It's wrap up week for goal number one of my Twelve Most Wanted for this year, and I haven't found much to write about. The end of the line for my Laws family still appears to be my second great-grandmother, Sarah Catherine Laws Davis.
Well, take that back. I do have some tiny DNA matches with several descendants of a man from Greene County, Tennessee, known as Larkin Laws, and a couple token DNA matches with Larkin's brother Pine Dexter Laws.
Those matches point to a father for the brothers—and possibly Sarah Catherine, too—known as William Laws. But I'm still not really sure. Tiny shared segments of DNA could mean those matches are my fourth cousins—or they could mean more distant relationships, at least according to the Shared CentiMorgan Project. For all I know at this point, Larkin and Pine Dexter could be cousins of Sarah Catherine, not brothers.

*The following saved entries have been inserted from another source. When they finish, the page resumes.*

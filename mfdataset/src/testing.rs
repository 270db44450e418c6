use std::path::PathBuf;

use chrono::{DateTime, Duration, TimeZone, Utc};
use ndarray::{Array, ArrayD, Axis, IxDyn, Slice};

use crate::{
    backend::Dimension,
    memory::{MemoryBackend, ShardData},
};

pub(crate) const S_RHO: usize = 3;
pub(crate) const ETA_RHO: usize = 4;
pub(crate) const XI_RHO: usize = 5;

/// `h` hours after the first entry of every fixture
pub(crate) fn hour(h: i64) -> DateTime<Utc> {
    Utc.with_ymd_and_hms(2019, 3, 7, 0, 0, 0).unwrap() + Duration::hours(h)
}

/// An ocean model history output, both whole and cut into shards along `ocean_time`
pub(crate) struct Fixture {
    pub temp: ArrayD<f64>,
    pub zeta: ArrayD<f64>,
    pub times: Vec<DateTime<Utc>>,
    pub shards: Vec<(PathBuf, ShardData)>,
}

impl Fixture {
    pub fn backend(&self) -> MemoryBackend {
        let mut backend = MemoryBackend::new();
        for (path, shard) in &self.shards {
            backend.insert(path.clone(), shard.clone());
        }

        backend
    }

    /// `h` as stored in shard `shard`. Static fields differ between shards.
    pub fn h(&self, shard: usize) -> ArrayD<f64> {
        bathymetry() + 100.0 * shard as f64
    }
}

/// Shards `his/ocean_his_0001.nc`, ... holding `counts[i]` hourly time steps each.
///
pub(crate) fn history(counts: &[usize]) -> Fixture {
    let total: usize = counts.iter().sum();
    let temp = Array::range(0.0, (total * S_RHO * ETA_RHO * XI_RHO) as f64, 1.0)
        .into_shape(IxDyn(&[total, S_RHO, ETA_RHO, XI_RHO]))
        .unwrap();
    let zeta = Array::range(0.0, (total * ETA_RHO * XI_RHO) as f64, 1.0)
        .into_shape(IxDyn(&[total, ETA_RHO, XI_RHO]))
        .unwrap()
        * 0.5;
    let times = (0..total as i64).map(hour).collect();

    let mut shards = vec![];
    let mut offset = 0;
    for (i, &count) in counts.iter().enumerate() {
        let window = Slice::from(offset..offset + count);
        let shard = ShardData::new()
            .with_dimension(Dimension::unlimited("ocean_time", count))
            .with_dimension(Dimension::new("s_rho", S_RHO))
            .with_dimension(Dimension::new("eta_rho", ETA_RHO))
            .with_dimension(Dimension::new("xi_rho", XI_RHO))
            .with_variable(
                "ocean_time",
                &["ocean_time"],
                (offset..offset + count).map(|i| i as f64).collect(),
            )
            .with_attribute("ocean_time", "units", "hours since 2019-03-07 00:00:00")
            .with_attribute("ocean_time", "calendar", "gregorian")
            .with_array(
                "temp",
                &["ocean_time", "s_rho", "eta_rho", "xi_rho"],
                temp.slice_axis(Axis(0), window).to_owned(),
            )
            .with_attribute("temp", "long_name", "potential temperature")
            .with_attribute("temp", "units", "Celsius")
            .with_array(
                "zeta",
                &["ocean_time", "eta_rho", "xi_rho"],
                zeta.slice_axis(Axis(0), window).to_owned(),
            )
            .with_attribute("zeta", "long_name", "free-surface")
            .with_array(
                "h",
                &["eta_rho", "xi_rho"],
                bathymetry() + 100.0 * i as f64,
            );

        shards.push((PathBuf::from(format!("his/ocean_his_{:04}.nc", i + 1)), shard));
        offset += count;
    }

    Fixture {
        temp,
        zeta,
        times,
        shards,
    }
}

/// A grid file without any unlimited dimension
pub(crate) fn grid() -> ShardData {
    ShardData::new()
        .with_dimension(Dimension::new("eta_rho", ETA_RHO))
        .with_dimension(Dimension::new("xi_rho", XI_RHO))
        .with_array("h", &["eta_rho", "xi_rho"], bathymetry())
        .with_attribute("h", "long_name", "bathymetry at RHO-points")
        .with_array(
            "mask_rho",
            &["eta_rho", "xi_rho"],
            ArrayD::ones(IxDyn(&[ETA_RHO, XI_RHO])),
        )
}

fn bathymetry() -> ArrayD<f64> {
    Array::range(10.0, 10.0 + (ETA_RHO * XI_RHO) as f64, 1.0)
        .into_shape(IxDyn(&[ETA_RHO, XI_RHO]))
        .unwrap()
}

With only three more days to work on this puzzle, there aren't many research options left before I need to move on to February's goal. I could go back to those DNA matches whose ThruLines results at Ancestry.com do not match the lines of descent I've been able to replicate through documentation, and try building their tree from the current generation backwards in time. In leading me to the right ancestor, that may help tie Sarah Catherine's as yet unknown parents to the right family group.
I'm still working on building the trees downward for Larkin and Pine Dexter, still waiting for a telltale obituary or newspaper headline to point me in a more useful direction. Searching through newspaper collections online for articles including the Laws family names might still yield some helpful answers. And I'm still poking around for other local resources to explore.
All told, though, at this point I'm not expecting any revealing breakthroughs. But doesn't it seem that it's always the last place we look where we find what we've been looking for?